Despite the symphonic intentions, story and character are suppressed. We have the figure of Joe, drifting from generation to generation (using a Woolfish, stream-of-consciousness structure), with DP Richard Kendrick delighting the viewer’s eyes with strong, beautiful, black-and-white cinematography. But there’s no conflict, nothing to entice an interest in Joe Heaney as a person.
Key events in the singer’s life (his father suddenly disappearing, his wife’s death from tuberculosis) are briefly felt but abandoned for pretty pictures and folky interludes. Collins tries to wash the audience in deep-rooted Irish culture to inflate their understanding and even allow them to become a part of it. But we’re more interested in him than the backdrop. Every time the viewer comes close to the character, Collins pushes them away.

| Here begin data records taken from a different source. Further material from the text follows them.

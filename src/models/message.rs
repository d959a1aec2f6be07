use serde::{Deserialize, Serialize};

/// Immutable chat message stored in the `messages` collection.
#[derive(Debug, Clone, PartialEq, Serialize, Deserialize, utoipa::ToSchema)]
#[serde(rename_all = "camelCase")]
pub struct MessageRecord {
    pub sender_uid: String,
    pub receiver_uid: String,
    pub message: String,
    /// ISO-8601 UTC with millisecond precision; lexical order equals time order
    pub timestamp: String,
}
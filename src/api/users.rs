use actix_web::{web, HttpResponse, ResponseError};
use crate::services::chat_service;
use crate::state::AppState;

#[utoipa::path(
    get,
    path = "/users",
    tag = "Users",
    responses(
        (status = 200, description = "Every user document with its id"),
        (status = 404, description = "No users found"),
        (status = 500, description = "Error fetching users")
    )
)]
pub async fn list_users(state: web::Data<AppState>) -> HttpResponse {
    log::info!("📋 GET /users");

    match chat_service::list_users(&state).await {
        Ok(users) => {
            log::info!("✅ Listed {} users", users.len());
            HttpResponse::Ok().json(users)
        }
        Err(e) => {
            log::warn!("❌ Listing users failed: {}", e);
            e.error_response()
        }
    }
}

The winning performance out of the three Joes belongs to Colm Seoighe (playing the younger Heaney), who is given more than the stares into the distance belonging to his future selves. However, the fragility of Joe Heaney is carried into his grown-up portrayals – most intensely by Michael O’Chonfhlaola. It’s a subtle but alluring consistency, a window into his personality. But Collins and co-writers Sharon Whooley and Eoghan Mac Giolla Bhride didn’t feel it was important enough to expand on.
Song of Granite is beautiful, but Collins misfocuses his efforts. His formalist tendencies intrude upon Heaney’s story, leaving his character stranded. The visuals are a sensory experience in their own right, comparable to Gregg Toland’s work on Citizen Kane. But, as Ireland’s submission for the Foreign Film category in the next Academy Awards, Song of Granite won’t get far.
Song of Granite is released in selected cinemas on 15th December 2017.